Пусть в других случаях Гете проводил более строгую границу между “моим” и “твоим”: он имел право так свободно высказывать это мнение Эккерману потому, что сам придавал мало значения вопросу “откуда”, чутьем угадывая в этом понятии “откуда” нехудожественный вопрос “что”. В последнем же он видел определенный уклон к рассмотрению художественного произведения исключительно со стороны его фабулы (“содержания”). Исключительное внимание к содержанию художественного произведения так же ошибочно, как чисто этическая оценка. В первом случае интересуются только фабулой, происшествиями, воспринимая их, как события разыгравшиеся в действительной жизни. Во втором случае спрашивают, хороши или дурны люди, выступающие в произведении искусства. Если речь идет о поэтическом произведении, в нем усматривают прежде всего известные положительные или отрицательные моральные принципы, представленные действующими лицами. Если дело касается произведения изобразительного искусства, то хвалят красивые и порицают некрасивые образы, или восхваляют то, что находят приличным и порицают то, что считается неприличным, прежде всего, например, наготу. Такие ложные мнения высказываются отнюдь не на одной только низшей ступени культуры.

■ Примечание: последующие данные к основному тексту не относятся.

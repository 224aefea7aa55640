//! Patient service facade.
//!
//! [`PatientService`] wires the directory, the transition engine and the record
//! repository to one persistence service and one site. It is the entry point used by
//! the command line and by anything else presenting patients to a user.
//!
//! Every operation that changes a patient is followed by a directory refresh, so the
//! counts and lists reflect the service and never an optimistic local guess.

use crate::config::CoreConfig;
use crate::directory::{PatientCounts, PatientDirectory, TypeFilter};
use crate::error::{CoreResult, ValidationError};
use crate::patient::{NewPatient, Patient, PatientEdit, PatientStatus, Site};
use crate::remote::{PatientUpdate, PersistenceService};
use crate::repository::RecordRepository;
use crate::transition::{StatusTransitionEngine, TransitionRequest};
use std::sync::Arc;

/// Facade over patient and implant-record operations at one site.
pub struct PatientService {
    remote: Arc<dyn PersistenceService>,
    site: Site,
    directory: PatientDirectory,
    engine: StatusTransitionEngine,
    records: RecordRepository,
}

impl PatientService {
    /// Creates a service for the site in `cfg`.
    ///
    /// The directory starts empty; call [`refresh`](Self::refresh) before reading it.
    pub fn new(cfg: &CoreConfig, remote: Arc<dyn PersistenceService>) -> Self {
        let site = cfg.site();
        Self {
            directory: PatientDirectory::new(remote.clone(), site),
            engine: StatusTransitionEngine::new(remote.clone()),
            records: RecordRepository::new(remote.clone(), site),
            remote,
            site,
        }
    }

    pub fn site(&self) -> Site {
        self.site
    }

    pub fn directory(&self) -> &PatientDirectory {
        &self.directory
    }

    pub fn records(&self) -> &RecordRepository {
        &self.records
    }

    /// Reloads every status collection of the directory.
    ///
    /// # Errors
    ///
    /// Returns [`crate::CoreError::Remote`] if any of the fetches fails. The directory
    /// then still holds the result of the previous successful refresh.
    pub async fn refresh(&mut self) -> CoreResult<()> {
        self.directory.refresh().await
    }

    pub fn counts(&self) -> PatientCounts {
        self.directory.counts()
    }

    pub fn filter(
        &self,
        status: PatientStatus,
        search: &str,
        types: TypeFilter,
    ) -> Vec<&Patient> {
        self.directory.filter(status, search, types)
    }

    /// Statuses a patient may be moved to.
    pub fn offered_targets(&self, patient: &Patient) -> Vec<PatientStatus> {
        StatusTransitionEngine::offered_targets(patient.status)
    }

    /// Fetches a single patient, bypassing the directory cache.
    pub async fn get_patient(&self, patient_id: &str) -> CoreResult<Patient> {
        Ok(self.remote.get_patient(patient_id).await?)
    }

    /// Creates a patient at this site. New patients start `in_cura`.
    ///
    /// # Errors
    ///
    /// Returns [`ValidationError::InvalidField`] if `payload` was built for another
    /// site, or a remote error if the call or the following refresh fails.
    pub async fn create_patient(&mut self, payload: NewPatient) -> CoreResult<Patient> {
        if payload.site() != self.site {
            return Err(ValidationError::InvalidField {
                field: "site",
                reason: format!(
                    "patient is for site {} but this service works on {}",
                    payload.site(),
                    self.site
                ),
            }
            .into());
        }

        let created = self.remote.create_patient(&payload).await?;
        tracing::info!(patient_id = %created.id, tipo = %created.tipo, "patient created");
        self.directory.refresh().await?;
        Ok(created)
    }

    /// Applies a field edit. Status fields cannot be changed this way.
    pub async fn edit_patient(
        &mut self,
        patient: &Patient,
        edit: PatientEdit,
    ) -> CoreResult<Patient> {
        let edit = edit.validate(patient.site)?;
        let updated = self
            .remote
            .update_patient(&patient.id, &PatientUpdate::Fields(edit))
            .await?;
        tracing::info!(patient_id = %patient.id, "patient details updated");
        self.directory.refresh().await?;
        Ok(updated)
    }

    /// Permanently deletes a patient, whatever its status.
    pub async fn delete_patient(&mut self, patient_id: &str) -> CoreResult<()> {
        self.remote.delete_patient(patient_id).await?;
        tracing::info!(patient_id = %patient_id, "patient deleted");
        self.directory.refresh().await
    }

    /// Validates and applies a status transition, then refreshes the directory.
    ///
    /// # Errors
    ///
    /// Returns [`crate::CoreError::Validation`] without contacting the service when the
    /// request is missing data its target requires.
    pub async fn change_status(
        &mut self,
        patient: &Patient,
        request: &TransitionRequest,
    ) -> CoreResult<Patient> {
        self.engine
            .execute(patient, request, &mut self.directory)
            .await
    }
}
//! Catheter implant record schema ("scheda impianto").
//!
//! A record is created as one of two variants, [`SchedaType::Semplificata`] or
//! [`SchedaType::Completa`], and keeps that variant for life. Each variant is a fixed
//! table of [`FieldSpec`]s; [`validate_record`] interprets whichever table applies,
//! so there is exactly one validator and one definition per variant.
//!
//! Responsibilities:
//! - Declare the field set, field kinds and required-ness of each variant
//! - Validate an editable [`RecordDraft`] into a [`ValidatedRecord`]
//! - Decide export eligibility
//!
//! Notes:
//! - Fields of the other variant are rejected, never silently dropped
//! - `tunnelizzazione_note` longer than 6 characters is rejected, never truncated

use crate::constants::{
    IMPLANT_DATE_FORMAT, RECORD_BOOKKEEPING_KEYS, TUNNELIZATION_NOTE_MAX_CHARS,
};
use crate::error::{ExportIneligibleError, FieldError, FieldErrorKind};
use crate::record::ClinicalRecord;
use amb_types::{BoundedText, NonEmptyText, TextError};
use chrono::NaiveDate;
use serde::{Deserialize, Serialize};
use serde_json::{Map, Value};
use std::collections::BTreeMap;
use std::fmt;

/// Note attached to a tunnelized catheter.
pub type TunnelizationNote = BoundedText<TUNNELIZATION_NOTE_MAX_CHARS>;

// ============================================================================
// Variant tag
// ============================================================================

/// Shape of an implant record, fixed at creation.
#[derive(Clone, Copy, Debug, PartialEq, Eq, Hash, Serialize, Deserialize)]
#[serde(rename_all = "lowercase")]
pub enum SchedaType {
    /// Short form used for routine PICC/midline placements.
    Semplificata,
    /// Full implant form, the only one that can be printed.
    Completa,
}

Я знаю новейшие работы, претендующие на научность, в которых о поэзии и поэтических образах говорится языком любителей “легкого чтения”. И тут и там существенным оказывается лишь одно: сойдутся ли в конце концов герой с героиней, и не слишком ли она хороша для него, т.к. собственно говоря, он ведь мало чего стоит.
Однако, если рассмотрение художественного произведения со стороны содержания или этических проблем может легко стать на ошибочный путь, его все же нельзя совершенно исключить. Художественное произведение неразрывно связано с содержанием, художник проявляет свое мастерство, оформляя это содержание. К области этического по большей части относится идейное богатство художественного произведения. Из двух важнейших идейных моментов, теоретический обычно остается неиспользованным в искусстве. Разрешение вопросов познания редко имеет место в поэзии. Но не одна только поэзия имеет уклон в сторону этического. Всюду, где человеческое переживание отливается в художественную форму, этический момент тотчас выступает на первый план. Не противоречит этому факту и громкий лозунг искусства свободного от морализма, хотя бы потому, что такое искусство, благодаря своему протесту против всякой морали, само является подчеркнуто этическим явлением.
При анализе содержания и нравственного элемента данного произведения очень трудно провести границу между эстетическим и не эстетическим, художественно дозволенным и антихудожественным рассмотрением его. Чтобы не впадать каждый раз в ошибку, следует прежде всего рассматривать художественное произведение с точки зрения того искусства, к которому оно относится. Художественная сущность стихотворения выясняется проще всего, если взять его, как произведение словесного искусства. К музыке правильно подойдет тот, кто попытается изучить ее, как создание искусства звуков, картину, как творение искусства красок, скульптуру и архитектуру, как произведения пластического материала.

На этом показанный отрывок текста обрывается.